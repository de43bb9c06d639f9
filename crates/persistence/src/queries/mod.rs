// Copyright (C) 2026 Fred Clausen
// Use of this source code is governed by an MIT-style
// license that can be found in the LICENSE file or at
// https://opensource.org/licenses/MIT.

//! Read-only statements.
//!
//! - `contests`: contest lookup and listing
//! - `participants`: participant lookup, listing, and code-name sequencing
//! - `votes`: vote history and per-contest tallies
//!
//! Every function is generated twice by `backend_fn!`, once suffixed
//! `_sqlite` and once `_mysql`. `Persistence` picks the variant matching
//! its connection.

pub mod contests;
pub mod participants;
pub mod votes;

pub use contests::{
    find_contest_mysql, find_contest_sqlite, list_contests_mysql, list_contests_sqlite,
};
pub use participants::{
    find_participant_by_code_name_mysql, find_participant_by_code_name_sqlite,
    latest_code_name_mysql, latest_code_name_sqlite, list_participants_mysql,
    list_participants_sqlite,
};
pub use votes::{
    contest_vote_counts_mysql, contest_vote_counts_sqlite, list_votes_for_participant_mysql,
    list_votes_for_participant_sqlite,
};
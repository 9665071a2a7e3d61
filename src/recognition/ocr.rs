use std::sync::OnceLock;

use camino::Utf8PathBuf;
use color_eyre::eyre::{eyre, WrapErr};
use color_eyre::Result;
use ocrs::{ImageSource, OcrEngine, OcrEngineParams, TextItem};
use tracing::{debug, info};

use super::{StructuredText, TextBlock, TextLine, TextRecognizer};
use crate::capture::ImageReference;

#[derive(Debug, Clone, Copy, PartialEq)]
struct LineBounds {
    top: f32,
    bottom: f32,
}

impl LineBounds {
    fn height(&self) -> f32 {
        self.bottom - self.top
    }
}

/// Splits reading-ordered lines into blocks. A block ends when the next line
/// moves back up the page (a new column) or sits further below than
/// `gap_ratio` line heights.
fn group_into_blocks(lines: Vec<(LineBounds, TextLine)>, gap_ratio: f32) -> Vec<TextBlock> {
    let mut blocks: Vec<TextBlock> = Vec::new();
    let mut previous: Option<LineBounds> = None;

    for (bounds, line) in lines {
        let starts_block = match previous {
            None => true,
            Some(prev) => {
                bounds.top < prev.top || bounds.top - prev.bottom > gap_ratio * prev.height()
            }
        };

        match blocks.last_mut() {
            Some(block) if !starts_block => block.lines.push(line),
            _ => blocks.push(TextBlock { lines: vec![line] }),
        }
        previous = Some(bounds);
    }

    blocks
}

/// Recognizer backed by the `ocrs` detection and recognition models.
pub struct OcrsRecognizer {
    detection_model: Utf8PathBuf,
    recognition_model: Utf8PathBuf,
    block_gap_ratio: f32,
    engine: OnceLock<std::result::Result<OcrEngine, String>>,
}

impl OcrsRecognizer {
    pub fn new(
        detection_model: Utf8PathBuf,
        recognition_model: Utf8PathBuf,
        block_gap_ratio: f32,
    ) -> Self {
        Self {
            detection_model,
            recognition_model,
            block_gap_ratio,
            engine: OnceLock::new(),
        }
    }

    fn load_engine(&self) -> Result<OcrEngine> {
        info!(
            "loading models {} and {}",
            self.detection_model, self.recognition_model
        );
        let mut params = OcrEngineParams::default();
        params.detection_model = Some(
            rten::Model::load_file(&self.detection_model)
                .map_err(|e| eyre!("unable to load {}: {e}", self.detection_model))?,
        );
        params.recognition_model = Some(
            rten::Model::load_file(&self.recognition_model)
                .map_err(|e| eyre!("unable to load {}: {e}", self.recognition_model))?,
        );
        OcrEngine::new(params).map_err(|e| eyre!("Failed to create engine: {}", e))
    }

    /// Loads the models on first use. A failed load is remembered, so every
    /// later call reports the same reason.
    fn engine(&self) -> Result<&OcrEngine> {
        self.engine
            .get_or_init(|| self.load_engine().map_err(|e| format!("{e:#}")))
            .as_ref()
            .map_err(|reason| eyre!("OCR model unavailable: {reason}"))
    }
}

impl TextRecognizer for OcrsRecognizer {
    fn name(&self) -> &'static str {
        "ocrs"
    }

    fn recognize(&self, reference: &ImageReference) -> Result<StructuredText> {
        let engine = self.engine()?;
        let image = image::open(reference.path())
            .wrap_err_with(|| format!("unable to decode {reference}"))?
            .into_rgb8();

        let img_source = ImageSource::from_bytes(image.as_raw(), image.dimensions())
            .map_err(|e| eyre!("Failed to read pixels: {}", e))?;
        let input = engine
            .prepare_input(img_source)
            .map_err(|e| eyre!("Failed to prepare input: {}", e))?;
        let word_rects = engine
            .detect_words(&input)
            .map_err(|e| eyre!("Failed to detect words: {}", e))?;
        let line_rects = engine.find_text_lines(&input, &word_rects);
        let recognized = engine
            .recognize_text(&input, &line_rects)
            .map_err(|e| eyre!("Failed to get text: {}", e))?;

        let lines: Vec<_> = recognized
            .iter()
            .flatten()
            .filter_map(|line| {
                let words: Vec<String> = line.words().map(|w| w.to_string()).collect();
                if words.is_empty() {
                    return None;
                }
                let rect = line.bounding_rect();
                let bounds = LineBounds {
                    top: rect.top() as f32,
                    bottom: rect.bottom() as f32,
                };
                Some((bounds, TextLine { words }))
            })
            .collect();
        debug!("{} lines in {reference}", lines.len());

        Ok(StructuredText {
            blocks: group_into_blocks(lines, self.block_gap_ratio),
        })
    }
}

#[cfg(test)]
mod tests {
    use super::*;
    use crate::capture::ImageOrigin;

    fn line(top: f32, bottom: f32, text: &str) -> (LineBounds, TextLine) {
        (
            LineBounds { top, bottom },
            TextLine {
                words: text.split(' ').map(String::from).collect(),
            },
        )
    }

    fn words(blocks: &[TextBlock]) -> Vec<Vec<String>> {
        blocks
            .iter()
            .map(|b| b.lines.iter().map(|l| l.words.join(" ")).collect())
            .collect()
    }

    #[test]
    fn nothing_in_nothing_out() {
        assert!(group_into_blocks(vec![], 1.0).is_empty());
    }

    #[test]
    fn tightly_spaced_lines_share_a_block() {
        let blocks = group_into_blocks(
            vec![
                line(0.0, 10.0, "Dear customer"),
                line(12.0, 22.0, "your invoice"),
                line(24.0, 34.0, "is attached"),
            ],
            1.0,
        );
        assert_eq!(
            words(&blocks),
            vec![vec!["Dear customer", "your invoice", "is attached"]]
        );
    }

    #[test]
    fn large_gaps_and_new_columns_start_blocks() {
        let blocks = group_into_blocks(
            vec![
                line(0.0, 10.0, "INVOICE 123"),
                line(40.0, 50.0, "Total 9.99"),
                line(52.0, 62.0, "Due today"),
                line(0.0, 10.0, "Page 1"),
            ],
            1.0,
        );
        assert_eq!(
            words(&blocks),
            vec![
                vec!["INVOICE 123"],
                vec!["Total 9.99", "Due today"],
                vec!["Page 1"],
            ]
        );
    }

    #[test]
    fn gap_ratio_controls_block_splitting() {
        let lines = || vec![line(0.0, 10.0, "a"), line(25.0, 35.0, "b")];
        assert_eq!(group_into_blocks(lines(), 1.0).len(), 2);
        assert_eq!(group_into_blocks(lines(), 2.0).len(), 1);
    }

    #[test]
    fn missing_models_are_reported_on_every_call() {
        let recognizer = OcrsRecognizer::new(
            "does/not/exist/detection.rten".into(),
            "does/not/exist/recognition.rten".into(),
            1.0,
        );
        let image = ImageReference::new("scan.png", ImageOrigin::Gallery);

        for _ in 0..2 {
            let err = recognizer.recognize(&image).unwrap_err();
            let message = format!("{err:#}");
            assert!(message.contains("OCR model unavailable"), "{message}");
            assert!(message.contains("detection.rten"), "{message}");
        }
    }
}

» **Assignment**
Would you show each line of the listing above that has the string "LineBounds"?

» **Answer to this exercise**
struct LineBounds {
impl LineBounds {
fn group_into_blocks(lines: Vec<(LineBounds, TextLine)>, gap_ratio: f32) -> Vec<TextBlock> {
    let mut previous: Option<LineBounds> = None;
                let bounds = LineBounds {
    fn line(top: f32, bottom: f32, text: &str) -> (LineBounds, TextLine) {
            LineBounds { top, bottom },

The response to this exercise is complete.